[Collected data]

####################

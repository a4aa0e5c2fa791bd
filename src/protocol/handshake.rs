//! Handshake message construction, parsing, and validation.
//!
//! The client handshake is a single 76-byte record:
//!
//! ```text
//! offset  0   4          36        52          60       76
//!         | magic | public_key | user_id | timestamp | nonce |
//! ```
//!
//! The server answers with 64 bytes: its ephemeral public key followed by a
//! reserved 32-byte policy grant (currently zero). All integers big-endian.

use std::time::{SystemTime, UNIX_EPOCH};

use subtle::ConstantTimeEq;
use uuid::Uuid;

use crate::crypto::{HANDSHAKE_NONCE_SIZE, PUBLIC_KEY_SIZE};
use crate::error::{Error, Result};

/// Magic bytes opening every client handshake ("RFXL").
pub const REFLEX_MAGIC: u32 = 0x5246_584C;

/// Wire size of the client handshake.
pub const CLIENT_HANDSHAKE_SIZE: usize = 4 + PUBLIC_KEY_SIZE + 16 + 8 + HANDSHAKE_NONCE_SIZE;

/// Wire size of the server handshake.
pub const SERVER_HANDSHAKE_SIZE: usize = PUBLIC_KEY_SIZE + 32;

/// Maximum accepted clock drift for handshake timestamps, in seconds.
pub const MAX_TIMESTAMP_DRIFT_SECS: i64 = 120;

/// Client-side handshake data.
#[derive(Debug, Clone, PartialEq, Eq)]
pub struct ClientHandshake {
    /// Client's ephemeral X25519 public key
    pub public_key: [u8; PUBLIC_KEY_SIZE],
    /// Client identity
    pub user_id: Uuid,
    /// Unix timestamp (seconds) at send time
    pub timestamp: i64,
    /// Random nonce; HKDF salt and replay-tracker key
    pub nonce: [u8; HANDSHAKE_NONCE_SIZE],
}

impl ClientHandshake {
    /// Serialize into the fixed wire layout.
    pub fn marshal(&self) -> [u8; CLIENT_HANDSHAKE_SIZE] {
        let mut data = [0u8; CLIENT_HANDSHAKE_SIZE];
        data[0..4].copy_from_slice(&REFLEX_MAGIC.to_be_bytes());
        data[4..36].copy_from_slice(&self.public_key);
        data[36..52].copy_from_slice(self.user_id.as_bytes());
        data[52..60].copy_from_slice(&self.timestamp.to_be_bytes());
        data[60..76].copy_from_slice(&self.nonce);
        data
    }

    /// Parse a client handshake from the wire.
    pub fn unmarshal(data: &[u8]) -> Result<Self> {
        if data.len() < CLIENT_HANDSHAKE_SIZE {
            return Err(Error::Short {
                expected: CLIENT_HANDSHAKE_SIZE,
                actual: data.len(),
            });
        }

        let magic = u32::from_be_bytes(data[0..4].try_into().unwrap());
        if magic != REFLEX_MAGIC {
            return Err(Error::BadMagic);
        }

        let mut public_key = [0u8; PUBLIC_KEY_SIZE];
        public_key.copy_from_slice(&data[4..36]);

        let user_id = Uuid::from_slice(&data[36..52]).expect("slice is 16 bytes");
        let timestamp = i64::from_be_bytes(data[52..60].try_into().unwrap());

        let mut nonce = [0u8; HANDSHAKE_NONCE_SIZE];
        nonce.copy_from_slice(&data[60..76]);

        Ok(Self {
            public_key,
            user_id,
            timestamp,
            nonce,
        })
    }

    /// The replay-tracker key: big-endian u64 of the first eight nonce bytes.
    pub fn nonce_key(&self) -> u64 {
        u64::from_be_bytes(self.nonce[0..8].try_into().unwrap())
    }
}

/// Server-side handshake response.
#[derive(Debug, Clone, PartialEq, Eq)]
pub struct ServerHandshake {
    /// Server's ephemeral X25519 public key
    pub public_key: [u8; PUBLIC_KEY_SIZE],
    /// Reserved; sent zero-filled and ignored on receipt
    pub policy_grant: [u8; 32],
}

impl ServerHandshake {
    /// Create a response carrying the server's public key and a zero grant.
    pub fn new(public_key: [u8; PUBLIC_KEY_SIZE]) -> Self {
        Self {
            public_key,
            policy_grant: [0u8; 32],
        }
    }

    /// Serialize into the fixed wire layout.
    pub fn marshal(&self) -> [u8; SERVER_HANDSHAKE_SIZE] {
        let mut data = [0u8; SERVER_HANDSHAKE_SIZE];
        data[0..32].copy_from_slice(&self.public_key);
        data[32..64].copy_from_slice(&self.policy_grant);
        data
    }

    /// Parse a server handshake from the wire.
    pub fn unmarshal(data: &[u8]) -> Result<Self> {
        if data.len() < SERVER_HANDSHAKE_SIZE {
            return Err(Error::Short {
                expected: SERVER_HANDSHAKE_SIZE,
                actual: data.len(),
            });
        }

        let mut public_key = [0u8; PUBLIC_KEY_SIZE];
        public_key.copy_from_slice(&data[0..32]);
        let mut policy_grant = [0u8; 32];
        policy_grant.copy_from_slice(&data[32..64]);

        Ok(Self {
            public_key,
            policy_grant,
        })
    }
}

/// Current Unix time in seconds.
pub fn unix_now() -> i64 {
    SystemTime::now()
        .duration_since(UNIX_EPOCH)
        .map(|d| d.as_secs() as i64)
        .unwrap_or(0)
}

/// Check that a handshake timestamp is within the accepted drift window.
pub fn validate_timestamp(timestamp: i64) -> bool {
    (unix_now() - timestamp).abs() <= MAX_TIMESTAMP_DRIFT_SECS
}

/// A configured client reference used for authentication lookup.
#[derive(Debug, Clone)]
pub struct ClientEntry {
    /// UUID string as it appears in configuration
    pub id: String,
    /// Traffic profile name for this client's connections
    pub policy: String,
}

/// Look up a client by UUID.
///
/// Comparison is constant-time over the 16 UUID bytes; entries whose id does
/// not parse as a UUID are skipped. First match wins.
pub fn authenticate_user<'a>(user_id: &Uuid, clients: &'a [ClientEntry]) -> Option<&'a ClientEntry> {
    for client in clients {
        let parsed = match Uuid::parse_str(&client.id) {
            Ok(id) => id,
            Err(_) => continue,
        };
        if user_id.as_bytes().ct_eq(parsed.as_bytes()).into() {
            return Some(client);
        }
    }
    None
}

####################

[TASK REQUIREMENTS]: From the first line to the last, copy every record exactly.

[EXERCISE SOLUTION]:
repository a4aa0e5c2fa791bd
filename src/protocol/handshake.rs
//! Handshake message construction, parsing, and validation.
//!
//! The client handshake is a single 76-byte record:
//!
//! ```text
//! offset  0   4          36        52          60       76
//!         | magic | public_key | user_id | timestamp | nonce |
//! ```
//!
//! The server answers with 64 bytes: its ephemeral public key followed by a
//! reserved 32-byte policy grant (currently zero). All integers big-endian.

use std::time::{SystemTime, UNIX_EPOCH};

use subtle::ConstantTimeEq;
use uuid::Uuid;

use crate::crypto::{HANDSHAKE_NONCE_SIZE, PUBLIC_KEY_SIZE};
use crate::error::{Error, Result};

/// Magic bytes opening every client handshake ("RFXL").
pub const REFLEX_MAGIC: u32 = 0x5246_584C;

/// Wire size of the client handshake.
pub const CLIENT_HANDSHAKE_SIZE: usize = 4 + PUBLIC_KEY_SIZE + 16 + 8 + HANDSHAKE_NONCE_SIZE;

/// Wire size of the server handshake.
pub const SERVER_HANDSHAKE_SIZE: usize = PUBLIC_KEY_SIZE + 32;

/// Maximum accepted clock drift for handshake timestamps, in seconds.
pub const MAX_TIMESTAMP_DRIFT_SECS: i64 = 120;

/// Client-side handshake data.
#[derive(Debug, Clone, PartialEq, Eq)]
pub struct ClientHandshake {
    /// Client's ephemeral X25519 public key
    pub public_key: [u8; PUBLIC_KEY_SIZE],
    /// Client identity
    pub user_id: Uuid,
    /// Unix timestamp (seconds) at send time
    pub timestamp: i64,
    /// Random nonce; HKDF salt and replay-tracker key
    pub nonce: [u8; HANDSHAKE_NONCE_SIZE],
}

impl ClientHandshake {
    /// Serialize into the fixed wire layout.
    pub fn marshal(&self) -> [u8; CLIENT_HANDSHAKE_SIZE] {
        let mut data = [0u8; CLIENT_HANDSHAKE_SIZE];
        data[0..4].copy_from_slice(&REFLEX_MAGIC.to_be_bytes());
        data[4..36].copy_from_slice(&self.public_key);
        data[36..52].copy_from_slice(self.user_id.as_bytes());
        data[52..60].copy_from_slice(&self.timestamp.to_be_bytes());
        data[60..76].copy_from_slice(&self.nonce);
        data
    }

    /// Parse a client handshake from the wire.
    pub fn unmarshal(data: &[u8]) -> Result<Self> {
        if data.len() < CLIENT_HANDSHAKE_SIZE {
            return Err(Error::Short {
                expected: CLIENT_HANDSHAKE_SIZE,
                actual: data.len(),
            });
        }

        let magic = u32::from_be_bytes(data[0..4].try_into().unwrap());
        if magic != REFLEX_MAGIC {
            return Err(Error::BadMagic);
        }

        let mut public_key = [0u8; PUBLIC_KEY_SIZE];
        public_key.copy_from_slice(&data[4..36]);

        let user_id = Uuid::from_slice(&data[36..52]).expect("slice is 16 bytes");
        let timestamp = i64::from_be_bytes(data[52..60].try_into().unwrap());

        let mut nonce = [0u8; HANDSHAKE_NONCE_SIZE];
        nonce.copy_from_slice(&data[60..76]);

        Ok(Self {
            public_key,
            user_id,
            timestamp,
            nonce,
        })
    }

    /// The replay-tracker key: big-endian u64 of the first eight nonce bytes.
    pub fn nonce_key(&self) -> u64 {
        u64::from_be_bytes(self.nonce[0..8].try_into().unwrap())
    }
}

/// Server-side handshake response.
#[derive(Debug, Clone, PartialEq, Eq)]
pub struct ServerHandshake {
    /// Server's ephemeral X25519 public key
    pub public_key: [u8; PUBLIC_KEY_SIZE],
    /// Reserved; sent zero-filled and ignored on receipt
    pub policy_grant: [u8; 32],
}

impl ServerHandshake {
    /// Create a response carrying the server's public key and a zero grant.
    pub fn new(public_key: [u8; PUBLIC_KEY_SIZE]) -> Self {
        Self {
            public_key,
            policy_grant: [0u8; 32],
        }
    }

    /// Serialize into the fixed wire layout.
    pub fn marshal(&self) -> [u8; SERVER_HANDSHAKE_SIZE] {
        let mut data = [0u8; SERVER_HANDSHAKE_SIZE];
        data[0..32].copy_from_slice(&self.public_key);
        data[32..64].copy_from_slice(&self.policy_grant);
        data
    }

    /// Parse a server handshake from the wire.
    pub fn unmarshal(data: &[u8]) -> Result<Self> {
        if data.len() < SERVER_HANDSHAKE_SIZE {
            return Err(Error::Short {
                expected: SERVER_HANDSHAKE_SIZE,
                actual: data.len(),
            });
        }

        let mut public_key = [0u8; PUBLIC_KEY_SIZE];
        public_key.copy_from_slice(&data[0..32]);
        let mut policy_grant = [0u8; 32];
        policy_grant.copy_from_slice(&data[32..64]);

        Ok(Self {
            public_key,
            policy_grant,
        })
    }
}

/// Current Unix time in seconds.
pub fn unix_now() -> i64 {
    SystemTime::now()
        .duration_since(UNIX_EPOCH)
        .map(|d| d.as_secs() as i64)
        .unwrap_or(0)
}

/// Check that a handshake timestamp is within the accepted drift window.
pub fn validate_timestamp(timestamp: i64) -> bool {
    (unix_now() - timestamp).abs() <= MAX_TIMESTAMP_DRIFT_SECS
}

/// A configured client reference used for authentication lookup.
#[derive(Debug, Clone)]
pub struct ClientEntry {
    /// UUID string as it appears in configuration
    pub id: String,
    /// Traffic profile name for this client's connections
    pub policy: String,
}

/// Look up a client by UUID.
///
/// Comparison is constant-time over the 16 UUID bytes; entries whose id does
/// not parse as a UUID are skipped. First match wins.
pub fn authenticate_user<'a>(user_id: &Uuid, clients: &'a [ClientEntry]) -> Option<&'a ClientEntry> {
    for client in clients {
        let parsed = match Uuid::parse_str(&client.id) {
            Ok(id) => id,
            Err(_) => continue,
        };
        if user_id.as_bytes().ct_eq(parsed.as_bytes()).into() {
            return Some(client);
        }
    }
    None
}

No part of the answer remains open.